Rz. 14
§ 12 Abs. 1 S. 1 KStG enthält mit der Steuerentstrickung für Körperschaften einen Tatbestand, der dem des § 4 Abs. 1 S. 3 EStG für natürliche Personen entspricht. § 4 Abs. 1 S. 3 EStG kann auf Körperschaften auch über § 8 Abs. 1 KStG nicht angewendet werden, da es bei diesen keine "Entnahme" gibt. § 12 Abs. 1 S. 1 KStG setzt daher an die Stelle einer fiktiven Entnahme eine fiktive Veräußerung bzw. fiktive Nutzungsüberlassung der in das Ausland verbrachten Wirtschaftsgüter. Die Vorschrift regelt diese Fälle weitgehend in Entsprechung zu § 4 Abs. 1 S. 3 EStG.
Rz. 15
In persönlicher Hinsicht werden alle KSt-Subjekte i. S. d. § 1 KStG (Körperschaften, Personenvereinigungen, Vermögensmassen) einschl. der SE und der SCE erfasst. Ist die Körperschaft an einer Personengesellschaft beteiligt, und verbringt diese Personengesellschaft ein Wirtschaftsgut in das Ausland, ist dieser Vorgang (anteilig) der Körperschaft zuzurechnen, da die Personengesellschaft im internationalen Steuerrecht als "transparent" behandelt wird. Das bedeutet, dass dieses Wirtschaftsgut nach § 12 Abs. 1 S. 1 KStG als veräußert gilt, soweit die Beteiligung der Körperschaft reicht. Sind an der Personengesellschaft sowohl Körperschaften als auch natürliche Personen beteiligt, ist bei jedem Wirtschaftsgut die Verbringung in das Ausland in Höhe der Beteiligungen der Körperschaften nach § 12 Abs. 1 S. 1 KStG (fiktive Veräußerungen), in Höhe der Beteiligungen der natürlichen Personen nach § 4 Abs. 1 S. 3 EStG (fiktive Entnahmen) zu behandeln. Bei der ausländischen Betriebsstätte gilt das Wirtschaftsgut aus deutscher Sicht in Höhe der Beteiligungen der Körperschaften als fiktiv erworben, in Höhe der Beteiligungen der natürlichen Personen als fiktiv eingelegt. Da sowohl die fiktive Veräußerung bzw. Anschaffung als auch die fiktive Entnahme bzw. Einlage (aus deutscher Sicht) zum gemeinen Wert zu erfolgen haben, ergeben sich durch die unterschiedlichen Rechtsgrundlagen keine Wertabweichungen.
Rz. 16
In sachlicher Hinsicht werden Vorgänge erfasst, bei denen das deutsche Besteuerungsrecht bei der Veräußerung oder der Nutzungsüberlassung ausgeschlossen wird. Daraus folgt, dass der Tatbestand des § 12 Abs. 1 S. 1 KStG nicht selbst an eine Veräußerung (oder einen sonstigen gewinnrealisierenden Vorgang), eine Umwandlung bzw.

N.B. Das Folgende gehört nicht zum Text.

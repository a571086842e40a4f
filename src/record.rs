use chrono::NaiveDateTime;
use csv::StringRecord;
use serde::Serializer;
use thiserror::Error;

/// Column layout of a record CSV, in order.
pub const CSV_HEADER: [&str; 6] = [
    "timestamp",
    "log_type",
    "source",
    "event_id",
    "event_type",
    "message",
];

/// Canonical timestamp format, also used when writing records back out.
pub const TIMESTAMP_FORMAT: &str = "%Y-%m-%d %H:%M:%S";

/// Accepted input timestamp formats, tried in order.
const TIMESTAMP_FORMATS: [&str; 2] = ["%Y-%m-%d %H:%M:%S", "%Y-%m-%d %H:%M"];

/// Errors for a single malformed row. These never abort a run; the row is
/// skipped and processing continues (see the pipeline module).
#[derive(Debug, Error)]
pub enum RecordError {
    /// The row does not carry all six expected columns.
    #[error("row {row}: expected {expected} columns, found {found}")]
    MissingColumns {
        row: u64,
        expected: usize,
        found: usize,
    },
    /// The timestamp field could not be parsed with any accepted format.
    #[error("row {row}: invalid timestamp '{value}'")]
    InvalidTimestamp { row: u64, value: String },
    /// The event id field is not a non-negative integer.
    #[error("row {row}: invalid event id '{value}'")]
    InvalidEventId { row: u64, value: String },
    /// The CSV reader could not decode the row at all.
    #[error("row {row}: {source}")]
    Csv {
        row: u64,
        #[source]
        source: csv::Error,
    },
}

/// One normalized event-log record.
#[derive(Debug, Clone, PartialEq)]
pub struct EventRecord {
    /// When the event was recorded, in source-local wall-clock time
    pub timestamp: NaiveDateTime,
    /// Log channel the event came from (e.g. "System", "Security")
    pub log_type: String,
    /// Provider name (e.g. "Microsoft-Windows-Security-Auditing")
    pub source: String,
    /// Numeric event identifier
    pub event_id: u32,
    /// Declared level label (e.g. "ERROR", "WARNING", "INFORMATION")
    pub event_type: String,
    /// Free-text message
    pub message: String,
}

impl EventRecord {
    /// Build a record from one CSV data row. `row` is the 1-based data row
    /// number, used only for diagnostics.
    pub fn from_csv_row(row: u64, raw: &StringRecord) -> Result<EventRecord, RecordError> {
        if raw.len() < CSV_HEADER.len() {
            return Err(RecordError::MissingColumns {
                row,
                expected: CSV_HEADER.len(),
                found: raw.len(),
            });
        }

        let field = |index: usize| raw.get(index).unwrap_or_default().trim();

        let timestamp_raw = field(0);
        let timestamp =
            parse_timestamp(timestamp_raw).ok_or_else(|| RecordError::InvalidTimestamp {
                row,
                value: timestamp_raw.to_string(),
            })?;

        let event_id_raw = field(3);
        let event_id = event_id_raw
            .parse::<u32>()
            .map_err(|_| RecordError::InvalidEventId {
                row,
                value: event_id_raw.to_string(),
            })?;

        // Unescaped commas in the message spill into extra fields; stitch
        // them back together verbatim, trimming only the outer ends.
        let message = if raw.len() > CSV_HEADER.len() {
            raw.iter()
                .skip(CSV_HEADER.len() - 1)
                .collect::<Vec<_>>()
                .join(",")
                .trim()
                .to_string()
        } else {
            field(5).to_string()
        };

        Ok(EventRecord {
            timestamp,
            log_type: field(1).to_string(),
            source: field(2).to_string(),
            event_id,
            event_type: field(4).to_string(),
            message,
        })
    }

    /// The record's fields in CSV column order, timestamp in canonical form.
    pub fn csv_fields(&self) -> [String; 6] {
        [
            self.timestamp.format(TIMESTAMP_FORMAT).to_string(),
            self.log_type.clone(),
            self.source.clone(),
            self.event_id.to_string(),
            self.event_type.clone(),
            self.message.clone(),
        ]
    }
}

/// Parse a record timestamp, accepting second or minute precision.
pub fn parse_timestamp(value: &str) -> Option<NaiveDateTime> {
    TIMESTAMP_FORMATS
        .iter()
        .find_map(|format| NaiveDateTime::parse_from_str(value, format).ok())
}

/// Serialize a timestamp in the canonical record format (for report types).
pub fn serialize_timestamp<S: Serializer>(
    timestamp: &NaiveDateTime,
    serializer: S,
) -> Result<S::Ok, S::Error> {
    serializer.collect_str(&timestamp.format(TIMESTAMP_FORMAT))
}

#[cfg(test)]
mod tests {
    use super::*;

    fn row_of(fields: &[&str]) -> StringRecord {
        StringRecord::from(fields.to_vec())
    }

    #[test]
    fn test_parse_full_row() {
        let raw = row_of(&[
            "2025-04-20 09:15:00",
            "Security",
            "Microsoft-Windows-Security-Auditing",
            "4625",
            "WARNING",
            "failed logon",
        ]);
        let record = EventRecord::from_csv_row(1, &raw).unwrap();

        assert_eq!(record.log_type, "Security");
        assert_eq!(record.source, "Microsoft-Windows-Security-Auditing");
        assert_eq!(record.event_id, 4625);
        assert_eq!(record.event_type, "WARNING");
        assert_eq!(record.message, "failed logon");
        assert_eq!(
            record.timestamp.format(TIMESTAMP_FORMAT).to_string(),
            "2025-04-20 09:15:00"
        );
    }

    #[test]
    fn test_parse_minute_precision_timestamp() {
        let raw = row_of(&["2025-04-20 09:15", "System", "", "4608", "", ""]);
        let record = EventRecord::from_csv_row(1, &raw).unwrap();
        assert_eq!(
            record.timestamp.format(TIMESTAMP_FORMAT).to_string(),
            "2025-04-20 09:15:00"
        );
    }

    #[test]
    fn test_empty_fields_are_allowed_except_timestamp() {
        let raw = row_of(&["2025-04-20 09:15:00", "", "", "4608", "", ""]);
        let record = EventRecord::from_csv_row(1, &raw).unwrap();
        assert_eq!(record.log_type, "");
        assert_eq!(record.source, "");
        assert_eq!(record.event_type, "");
        assert_eq!(record.message, "");
    }

    #[test]
    fn test_extra_fields_fold_back_into_the_message() {
        let raw = row_of(&[
            "2025-04-20 09:15:00",
            "Security",
            "src",
            "4625",
            "WARNING",
            "failed logon",
            "account: guest",
        ]);
        let record = EventRecord::from_csv_row(1, &raw).unwrap();
        assert_eq!(record.message, "failed logon,account: guest");
    }

    #[test]
    fn test_stitched_message_keeps_inner_spacing() {
        let raw = row_of(&[
            "2025-04-20 09:15:00",
            "Security",
            "src",
            "4625",
            "WARNING",
            "failed logon",
            " code: 0xC000006A",
        ]);
        let record = EventRecord::from_csv_row(1, &raw).unwrap();
        assert_eq!(record.message, "failed logon, code: 0xC000006A");
    }

    #[test]
    fn test_missing_columns_is_an_error() {
        let raw = row_of(&["2025-04-20 09:15:00", "System", "src"]);
        let err = EventRecord::from_csv_row(7, &raw).unwrap_err();
        assert!(matches!(
            err,
            RecordError::MissingColumns { row: 7, found: 3, .. }
        ));
    }

    #[test]
    fn test_bad_timestamp_is_an_error() {
        let raw = row_of(&["not a date", "System", "src", "4608", "INFO", "m"]);
        let err = EventRecord::from_csv_row(2, &raw).unwrap_err();
        assert!(matches!(err, RecordError::InvalidTimestamp { row: 2, .. }));
        assert!(err.to_string().contains("not a date"));
    }

    #[test]
    fn test_bad_event_id_is_an_error() {
        for bad in ["abc", "-3", "4.5", ""] {
            let raw = row_of(&["2025-04-20 09:15:00", "System", "src", bad, "INFO", "m"]);
            let err = EventRecord::from_csv_row(1, &raw).unwrap_err();
            assert!(matches!(err, RecordError::InvalidEventId { .. }), "{bad}");
        }
    }

    #[test]
    fn test_csv_fields_round_trip_order() {
        let raw = row_of(&[
            "2025-04-20 09:15:00",
            "Security",
            "Microsoft-Windows-Security-Auditing",
            "4625",
            "WARNING",
            "failed logon",
        ]);
        let record = EventRecord::from_csv_row(1, &raw).unwrap();
        let fields = record.csv_fields();
        assert_eq!(fields[0], "2025-04-20 09:15:00");
        assert_eq!(fields[3], "4625");
        assert_eq!(fields[5], "failed logon");
    }
}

Verschmelzung oder eine Nutzungsüberlassung anknüpft. In diesem Fall wird der Gewinn nämlich realisiert und könnte im Inland besteuert werden. Unter die Vorschrift fallen daher nur Vorgänge, bei denen der Rechtsträger nicht wechselt und daher keine "Veräußerung" vorliegt, bzw. bei denen das Wirtschaftsgut nicht einem Dritten zur Nutzung überlassen wird. Es muss daher eine "Überführung" eines Wirtschaftsguts vorliegen, die dazu führt, dass der Gewinn aus einer späteren Veräußerung oder einer auf die Überführung folgenden Nutzung nicht mehr der deutschen Besteuerung unterliegt. Unter diese Regelung fällt daher auch die "Sitzverlegung", da auch dabei der Rechtsträger nicht wechselt. Die Verlegung des Sitzes in einen Drittstaat wird aber von dem Sondertatbestand des Abs. 3 erfasst, der insoweit Abs. 1 vorgeht. Die Verlegung des Sitzes in einen EU- oder EWR-Staat fällt unter Abs. 1, wird aber wegen der Besonderheiten hier in einem bes. Abschnitt behandelt (Rz. 89ff.).
Rz. 17 einstweilen frei
Rz. 18
Nach dieser Auffassung fällt die Verschmelzung einer deutschen Körperschaft auf einen Rechtsträger in einem Drittstaat ("Herausverschmelzung") nicht unter Abs. 1, da die Verschmelzung als veräußerungsähnlicher Vorgang schon nach allgemeinen Regeln zur Gewinnrealisierung führt. Das ergibt sich auch daraus, dass sonst Abs. 2 hinsichtlich der Rechtsfolge überflüssig wäre, allenfalls Bedeutung hätte hinsichtlich des Tatbestands der Vergleichbarkeit mit einer inländischen Verschmelzung, und zwar nicht nur, soweit das deutsche Besteuerungsrecht ausgeschlossen oder eingeschränkt wird, sondern in vollem Umfang. Die damit angenommene Sofortversteuerung aller stillen Reserven korrespondiert mit der Regelung des Abs. 3. Grenzüberschreitende Verschmelzungen innerhalb der EU fallen unter das UmwStG. Ebenfalls nicht von der Vorschrift erfasst wird der Eintritt einer Steuerbefreiung nach nationalem Recht. Die Folgen bei dieser Gestaltung richten sich nach § 13 Abs. 3 KStG.
Rz. 19
Der Tatbestand des Abs. 1 setzt immer ein Wirtschaftsgut voraus. Das Wirtschaftsgut kann zum Anlage- oder zum Umlaufvermögen gehören; es kann materieller oder immaterieller Art sein, einschl. eines Firmenwerts. Es kann sich auch um eine Mehrzahl von Wirtschaftsgütern handeln, bis hin zu einem Betrieb oder Teilbetrieb. Unter Abs. 1 fällt daher auch die Verlagerung eines Betriebs oder Teilbetriebs in einen ausländischen Staat.
Rz. 20
Das immaterielle Wirtschaftsgut kann selbst geschaffen oder entgeltlich erworben worden sein. Erfasst werden auch Kundenbeziehungen und Geschäftschancen, soweit sie sich bereits zu einem Wirtschaftsgut konkretisiert haben.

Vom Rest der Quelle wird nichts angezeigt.